Caveat: Sunk Love

Our hagwon lost two students between Monday and today that impacted me more than most of our recent losses. They were both "high maintenance" students, but in both cases I'd had personally put such a great deal of time and energy into them. Really, a "high-maintenance" student, in this context, means a high-maintenance parent (i.e. the paying customer). Both of them had very difficult, demanding moms. 

So in a sense, in both cases, we (meaning not me but the home-teacher involved) essentially said, "ok, enough is enough," and let the students move on. At one level, this is exactly what I advocate for in my [broken link! FIXME] IIRTHW essays – not all customers have the same value, and sometimes it's best to decide a customer isn't worth the trouble (and thus isn't worth the expense in staff members' time and special efforts) to retain. 

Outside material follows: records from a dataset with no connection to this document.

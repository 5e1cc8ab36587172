//! Request records kept by the balancer for admitted requests.
//!
//! A record stays in the active map while its reservation is live in the
//! capacity tracker. Finished records move to a bounded history when they are
//! read, when their request id is routed again, or on the balancer's
//! periodic sweep (`ChargeBalancer::spawn_reconciler`).

use chrono::{DateTime, Utc};
use dashmap::{DashMap, DashSet};
use parking_lot::Mutex;
use serde::{Deserialize, Serialize};
use std::collections::VecDeque;

use crate::capacity::{Reservation, ReservationId};
use crate::core::error::{BalancerError, BalancerResult};
use crate::core::types::{Admission, SubstationId};
use crate::substation::SessionStatus;

#[derive(Debug, Clone, PartialEq, Serialize, Deserialize)]
pub struct RequestRecord {
    pub request_id: String,
    pub vehicle_id: String,
    pub amount: u64,
    pub duration_secs: u64,
    pub substation_id: SubstationId,
    pub session_id: String,
    pub reservation: Reservation,
    pub attempts: u32,
    pub load_before: u64,
    pub max_capacity: u64,
    pub admitted_at: DateTime<Utc>,
    pub estimated_completion: Option<DateTime<Utc>>,
    pub status: SessionStatus,
    pub finished_at: Option<DateTime<Utc>>,
}

impl RequestRecord {
    pub fn admission(&self) -> Admission {
        Admission {
            request_id: self.request_id.clone(),
            substation_id: self.substation_id.clone(),
            session_id: self.session_id.clone(),
            reservation_id: self.reservation.id.to_string(),
            amount: self.amount,
            attempts: self.attempts,
            load_before: self.load_before,
            max_capacity: self.max_capacity,
            estimated_completion: self.estimated_completion,
        }
    }

    pub(crate) fn finish(mut self, status: SessionStatus, at: DateTime<Utc>) -> Self {
        self.status = if status.is_finished() {
            status
        } else {
            SessionStatus::Completed
        };
        self.finished_at = Some(at);
        self
    }
}

#[derive(Debug, Clone, Default, PartialEq, Serialize, Deserialize)]
pub struct RequestListing {
    pub active_requests: Vec<RequestRecord>,
    pub recent_completed: Vec<RequestRecord>,
    pub total_active: usize,
}

/// Request identifier held for the duration of one routing call
pub(crate) struct RequestClaim<'a> {
    book: &'a RequestBook,
    request_id: String,
}

impl Drop for RequestClaim<'_> {
    fn drop(&mut self) {
        self.book.claims.remove(&self.request_id);
    }
}

pub(crate) struct RequestBook {
    claims: DashSet<String>,
    active: DashMap<String, RequestRecord>,
    history: Mutex<VecDeque<RequestRecord>>,
    history_limit: usize,
}

impl RequestBook {
    pub(crate) fn new(history_limit: usize) -> Self {
        Self {
            claims: DashSet::new(),
            active: DashMap::new(),
            history: Mutex::new(VecDeque::with_capacity(history_limit)),
            history_limit,
        }
    }

    /// Reserve a request id for routing; fails if it is routing or active
    pub(crate) fn claim(&self, request_id: &str) -> BalancerResult<RequestClaim<'_>> {
        if !self.claims.insert(request_id.to_string()) {
            return Err(BalancerError::DuplicateRequest {
                request_id: request_id.to_string(),
            });
        }
        let claim = RequestClaim {
            book: self,
            request_id: request_id.to_string(),
        };

        if self.active.contains_key(request_id) {
            return Err(BalancerError::DuplicateRequest {
                request_id: request_id.to_string(),
            });
        }
        Ok(claim)
    }

    pub(crate) fn admit(&self, record: RequestRecord) {
        self.active.insert(record.request_id.clone(), record);
    }

    pub(crate) fn active(&self, request_id: &str) -> Option<RequestRecord> {
        self.active.get(request_id).map(|entry| entry.value().clone())
    }

    pub(crate) fn active_records(&self) -> Vec<RequestRecord> {
        let mut records: Vec<RequestRecord> =
            self.active.iter().map(|entry| entry.value().clone()).collect();
        records.sort_by(|a, b| a.admitted_at.cmp(&b.admitted_at));
        records
    }

    /// Remove an active record; only one caller wins
    pub(crate) fn take(&self, request_id: &str) -> Option<RequestRecord> {
        self.active.remove(request_id).map(|(_, record)| record)
    }

    /// Remove an active record only if it still holds `reservation_id`
    pub(crate) fn take_admission(&self, request_id: &str, reservation_id: &ReservationId) -> Option<RequestRecord> {
        self.active
            .remove_if(request_id, |_, record| &record.reservation.id == reservation_id)
            .map(|(_, record)| record)
    }

    pub(crate) fn retire(&self, record: RequestRecord) {
        if self.history_limit == 0 {
            return;
        }
        let mut history = self.history.lock();
        if history.len() == self.history_limit {
            history.pop_front();
        }
        history.push_back(record);
    }

    pub(crate) fn finished(&self, request_id: &str) -> Option<RequestRecord> {
        self.history
            .lock()
            .iter()
            .rev()
            .find(|record| record.request_id == request_id)
            .cloned()
    }

    pub(crate) fn history(&self) -> Vec<RequestRecord> {
        self.history.lock().iter().cloned().collect()
    }

    pub(crate) fn active_count(&self) -> usize {
        self.active.len()
    }
}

So I feel slightly hypocritical to be upset now that we've bid them good riddance. Except… well, except in these cases I was the one who invested so much of that time and special effort, and I'm suffering what the business school people call the "fallacy of sunk costs" – the almost unresistable desire to throw "good money after bad," or, in this case, to throw more personalized attention and love after already invested personalized attention and love.

Even acknowledging this error in my thinking, however, I have another thing that bothers me: although I know that the moms are (and have been) terribly difficult customers, I fundementally liked the students themselves immensely. I'm going to miss them terribly. Both of them were always bright spots in the days when I had them.